Le Parti de la Vérité est un roman imaginant l’ascension d’une nouvelle formation politique. Son candidat à l’élection présidentielle, Marc Delheure, veut abolir le « Système », en révélant la vérité aux français. Quelle vérité ? Toutes les vérités. Le gouvernement manipulé par les reptiliens, les technologies extra-terrestres dissimulées au grand public, etc, etc. Une blague pour beaucoup. Mais le premier tour approche, et rien ne semble arrêter la progression du Parti de la Vérité.

Couverture Le Parti de la Vérité
Couverture Le Parti de la Vérité

Le livre suit Kevin et Michaël, qui participent à la campagne, et Alice, une journaliste qui enquête sur le parti et son succès fulgurant. Kevin s’occupe des réseaux sociaux, Michaël de la stratégie numérique. À l’aide des outils marketing proposés notamment par Google et Facebook, ils arrivent à diffuser la parole de leur candidat, en ciblant très précisément (et illégalement) les messages qu’ils souhaitent amplifier. Des polémiques sur Twitter aux interventions sur YouTube, tout est bon pour faire monter Delheure dans les sondages.

« Il publiait aussi régulièrement des liens vers la page consacrée aux reptiliens sur le site de Delheure, un texte très bien foutu, et très prudent : il listait les preuves rassemblées au fil des ans par les défenseurs de la théorie, sans trancher totalement sur sa véracité -une authentique démarche scientifique et sérieuse, jugeait Kevin, qui n’était pas un spécialiste du sujet mais penchait plutôt pour l’idée que les reptiliens pouvaient être une forme spéciale d’illuminatis. »

Les enjeux progressent au fil du livre. Le début est plutôt tranquille (petit meeting politique, quelques opérations de communication), un peu banal. Mais l’histoire parvient à faire monter constamment la pression, avec des développements toujours plus significatifs, tout en conservant son approche réaliste. Au lieu de reposer sur des cliffhangers constants, on se laisse porter par les évènements, jusqu’à en oublier qu’il s’agit d’une fiction.
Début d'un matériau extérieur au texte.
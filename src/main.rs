//! PerpGate - Multi-Venue Perp Trading Gateway
//! Mission: One control plane for orders, positions and risk across
//! heterogeneous perp DEXes

use std::sync::Arc;
use std::time::Duration;

use anyhow::{Context, Result};
use tokio::time::interval;
use tracing::{error, info, warn};
use tracing_subscriber::{layer::SubscriberExt, util::SubscriberInitExt};

use perpgate_backend::accounts::AccountManager;
use perpgate_backend::config::Config;
use perpgate_backend::connectors::{ConnectorRegistry, Credentials};
use perpgate_backend::executor::OrderExecutor;
use perpgate_backend::notify::NotificationBus;
use perpgate_backend::risk::{RiskEngine, RiskLimits};
use perpgate_backend::store::Store;
use perpgate_backend::tracker::PositionTracker;
use perpgate_backend::vault::CredentialVault;

const RECONCILE_INTERVAL: Duration = Duration::from_secs(30);

#[tokio::main]
async fn main() -> Result<()> {
    init_tracing();

    let config = Config::from_env().context("configuration error")?;
    info!(env = ?config.env, "perpgate starting");

    let store = Store::open(&config.database).context("failed to open store")?;
    let vault = Arc::new(CredentialVault::new(&config.security.encryption_key));
    let registry = Arc::new(ConnectorRegistry::new(
        config.venues.clone(),
        config.dispatch_timeout(),
    ));
    let notifier = Arc::new(NotificationBus::default());
    let tracker = Arc::new(PositionTracker::new(store.clone(), Arc::clone(&notifier)));
    let risk = Arc::new(RiskEngine::new(
        store.clone(),
        Arc::clone(&notifier),
        RiskLimits {
            max_position_size_usd: config.risk.max_position_size_usd,
            max_leverage: config.risk.max_leverage,
            ..Default::default()
        },
        config.risk.monitor_interval_secs,
        config.risk.margin_call_ratio,
    ));
    let executor = Arc::new(OrderExecutor::new(
        store.clone(),
        Arc::clone(&registry),
        Arc::clone(&vault),
        Arc::clone(&risk),
        Arc::clone(&tracker),
        Arc::clone(&notifier),
        config.dispatch_timeout(),
        config.order_mgmt.order_expiry_seconds,
        config.order_mgmt.max_orders_per_account,
    ));
    risk.bind_executor(&executor);

    let accounts = Arc::new(AccountManager::new(
        store.clone(),
        Arc::clone(&vault),
        Arc::clone(&registry),
        config.risk.max_position_size_usd,
        config.risk.max_leverage,
    ));

    info!(
        venues = ?registry.available_venues(),
        "gateway core initialized"
    );

    // Start risk monitoring for every account with an active binding.
    let bindings = store.list_active_bindings().await?;
    let mut monitored = std::collections::HashSet::new();
    for binding in &bindings {
        if monitored.insert(binding.account_id) {
            risk.monitor(binding.account_id);
        }
    }

    // Background reconciler: venue state is authoritative for orders and
    // positions; cached balances refresh alongside.
    let reconciler = tokio::spawn(reconcile_loop(
        store.clone(),
        Arc::clone(&registry),
        Arc::clone(&vault),
        Arc::clone(&executor),
        Arc::clone(&tracker),
        Arc::clone(&accounts),
    ));

    info!("perpgate running; press ctrl-c to stop");
    tokio::signal::ctrl_c()
        .await
        .context("failed to listen for shutdown signal")?;

    info!("shutting down");
    reconciler.abort();
    risk.stop_all_monitors();
    Ok(())
}

async fn reconcile_loop(
    store: Store,
    registry: Arc<ConnectorRegistry>,
    vault: Arc<CredentialVault>,
    executor: Arc<OrderExecutor>,
    tracker: Arc<PositionTracker>,
    accounts: Arc<AccountManager>,
) {
    let mut ticker = interval(RECONCILE_INTERVAL);
    ticker.set_missed_tick_behavior(tokio::time::MissedTickBehavior::Skip);

    loop {
        ticker.tick().await;

        let bindings = match store.list_active_bindings().await {
            Ok(bindings) => bindings,
            Err(e) => {
                error!(error = %e, "reconciler could not list bindings");
                continue;
            }
        };

        for binding in bindings {
            if let Err(e) = executor.sync_orders(binding.id).await {
                warn!(binding_id = binding.id, error = %e, "order sync failed");
            }

            let credentials = match Credentials::decrypt(&binding, &vault) {
                Ok(credentials) => credentials,
                Err(e) => {
                    warn!(binding_id = binding.id, error = %e, "credential decrypt failed");
                    continue;
                }
            };
            match registry.connector_for(&binding, &credentials).await {
                Ok(connector) => {
                    if let Err(e) = tracker.sync_positions(&binding, connector.as_ref()).await {
                        warn!(binding_id = binding.id, error = %e, "position sync failed");
                    }
                }
                Err(e) => {
                    warn!(binding_id = binding.id, error = %e, "connector unavailable");
                }
            }

            if let Err(e) = accounts.refresh_balances(binding.id).await {
                warn!(binding_id = binding.id, error = %e, "balance refresh failed");
            }
        }

        if let Err(e) = executor.expire_stale_orders().await {
            warn!(error = %e, "order expiry sweep failed");
        }
    }
}

fn init_tracing() {
    let filter = tracing_subscriber::EnvFilter::try_from_default_env()
        .unwrap_or_else(|_| tracing_subscriber::EnvFilter::new("info"));
    tracing_subscriber::registry()
        .with(filter)
        .with(tracing_subscriber::fmt::layer())
        .init();
}
use super::{
    AccountSnapshot, Channel, ConnectorConfig, Credentials, FundingInfo, MarketSnapshot,
    ModifyRequest, OrderAck, OrderBookSnapshot, BookLevel, OrderFilter, PlaceOrderRequest,
    PublicTrade, StreamUpdate, VenueConnector, VenueOrder, VenuePosition,
};
use crate::connectors::symbol::canonical;
use crate::error::{GatewayError, Result};
use crate::models::{OrderKind, OrderSide, OrderStatus, PositionSide, TimeInForce, Venue};

const TAKER_FEE_RATE: f64 = 0.0005;
const DEFAULT_BALANCE: f64 = 10_000.0;

struct MockState {
    connected: bool,
    authenticated: bool,
    order_seq: u64,
    orders: HashMap<String, VenueOrder>,
    positions: HashMap<String, VenuePosition>,
    marks: HashMap<String, f64>,
    leverage: HashMap<String, u32>,
    balance: f64,
    realized_pnl: f64,
    place_delay: Option<Duration>,
}

impl Default for MockState {
    fn default() -> Self {
        let mut marks = HashMap::new();
        marks.insert("BTC-PERP".to_string(), 50_500.0);
        marks.insert("ETH-PERP".to_string(), 3_000.5);
        marks.insert("SOL-PERP".to_string(), 100.0);
        Self {
            connected: false,
            authenticated: false,
            order_seq: 0,
            orders: HashMap::new(),
            positions: HashMap::new(),
            marks,
            leverage: HashMap::new(),
            balance: DEFAULT_BALANCE,
            realized_pnl: 0.0,
            place_delay: None,
        }
    }
}

pub struct MockConnector {
    config: ConnectorConfig,
    state: Mutex<MockState>,
    streams: Mutex<Vec<JoinHandle<()>>>,
}

impl MockConnector {
    pub fn new(config: ConnectorConfig) -> Self {
        Self {
            config,
            state: Mutex::new(MockState::default()),
            streams: Mutex::new(Vec::new()),
        }
    }

    // ── Test hooks ─────────────────────────────────────────

    pub fn set_mark_price(&self, symbol: &str, price: f64) {
        self.state.lock().marks.insert(canonical(symbol), price);
    }

    pub fn set_balance(&self, balance: f64) {
        self.state.lock().balance = balance;
    }

    /// Delay order placement, for exercising dispatch deadlines.
    pub fn set_place_delay(&self, delay: Duration) {
        self.state.lock().place_delay = Some(delay);
    }

    /// Seed a venue-side position, for reconciliation tests.
    pub fn seed_position(&self, position: VenuePosition) {
        self.state
            .lock()
            .positions
            .insert(position.symbol.clone(), position);
    }

    // ── Internals ──────────────────────────────────────────

    fn mark(&self, symbol: &str) -> f64 {
        let state = self.state.lock();
        *state.marks.get(&canonical(symbol)).unwrap_or(&100.0)
    }

    fn require_auth(&self) -> Result<()> {
        if !self.state.lock().authenticated {
            return Err(GatewayError::AuthenticationFailed(
                "mock venue: not authenticated".to_string(),
            ));
        }
        Ok(())
    }

    fn next_order_id(state: &mut MockState) -> String {
        state.order_seq += 1;
        format!("mock-{}", state.order_seq)
    }

    /// Fold a fill into the venue-side position book; reductions credit
    /// realized PnL to the account balance.
    fn apply_fill(state: &mut MockState, symbol: &str, side: OrderSide, quantity: f64, price: f64) {
        let signed = side.sign() * quantity;
        match state.positions.get_mut(symbol) {
            None => {
                state.positions.insert(
                    symbol.to_string(),
                    VenuePosition {
                        symbol: symbol.to_string(),
                        side: PositionSide::from_delta(signed),
                        quantity: quantity.abs(),
                        entry_price: price,
                        mark_price: price,
                        liquidation_price: None,
                        unrealized_pnl: 0.0,
                        realized_pnl: 0.0,
                        margin: quantity.abs() * price,
                        margin_ratio: None,
                        leverage: 1.0,
                        is_isolated: false,
                    },
                );
            }
            Some(pos) => {
                let held = match pos.side {
                    PositionSide::Long => pos.quantity,
                    PositionSide::Short => -pos.quantity,
                };
                let combined = held + signed;
                if held.signum() == signed.signum() {
                    // Same direction: volume-weighted entry.
                    let total = pos.quantity + quantity;
                    pos.entry_price =
                        (pos.entry_price * pos.quantity + price * quantity) / total;
                    pos.quantity = total;
                } else {
                    let reduced = quantity.min(pos.quantity);
                    let pnl = match pos.side {
                        PositionSide::Long => (price - pos.entry_price) * reduced,
                        PositionSide::Short => (pos.entry_price - price) * reduced,
                    };
                    state.realized_pnl += pnl;
                    state.balance += pnl;
                    if combined.abs() < 1e-12 {
                        state.positions.remove(symbol);
                        return;
                    } else if combined.signum() == held.signum() {
                        pos.quantity = combined.abs();
                    } else {
                        // Crossed through zero: flip with the remainder.
                        pos.side = PositionSide::from_delta(combined);
                        pos.quantity = combined.abs();
                        pos.entry_price = price;
                    }
                }
                pos.mark_price = price;
                pos.margin = pos.quantity * pos.entry_price;
            }
        }
    }
}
Le récit est entrecoupé par des interludes qui mettent en scène des électeurs, à chaque fois différents, et illustrent comment le débat politique s’insère dans la vie de tous les jours. De façon anodine, ces passages renforcent l’aspect quasi-documentaire du livre.

Damien Leloup est un journaliste spécialisé dans le numérique. Il peut ainsi écrire un personnage de journaliste plus authentique que ce qu’on trouve habituellement dans ce genre d’histoire. Mais surtout, il connaît très bien le fonctionnement et le potentiel de ces outils de marketing numérique.

Il suffisait de suivre l’actualité (bien réelle) de 2018 pour en saisir l’ampleur. La gestion de la vie privée par Facebook et Google fait l’objet de fantasmes parfois absurdes, et en même temps, ces plateformes disposent de pouvoirs très largement sous-estimés. À une époque où la politique est largement perçue comme impuissante, l’impact des réseaux sociaux sur la société est bien réel.

« On dit souvent qu’il n’y a pas de mauvaise publicité, mais Michaël commençait à se demander si la manifestation n’allait pas attirer, en plus des doux dingues qui constituaient habituellement la majorité des meetings de Delheure, une frange autrement plus radicale de complotistes. »

Le livre aborde aussi la grande ambiguïté des mouvements conspirationnistes. On ignore si celui qui partage ce genre d’informations y croit vraiment. On ignore si ceux qui les relaient y croient vraiment. Un même mème peut provoquer l’amusement, l’indignation ou l’espoir. Peu importe. Les théories du complot sont des armes formidables pour percer dans cette économie de l’attention.

Le comble dans tout ça, comme le fait bien remarquer le livre, est que l’idée de manipuler l’opinion à coups de théories complotistes ressemble elle-même… à une théorie complotiste. CQFD ?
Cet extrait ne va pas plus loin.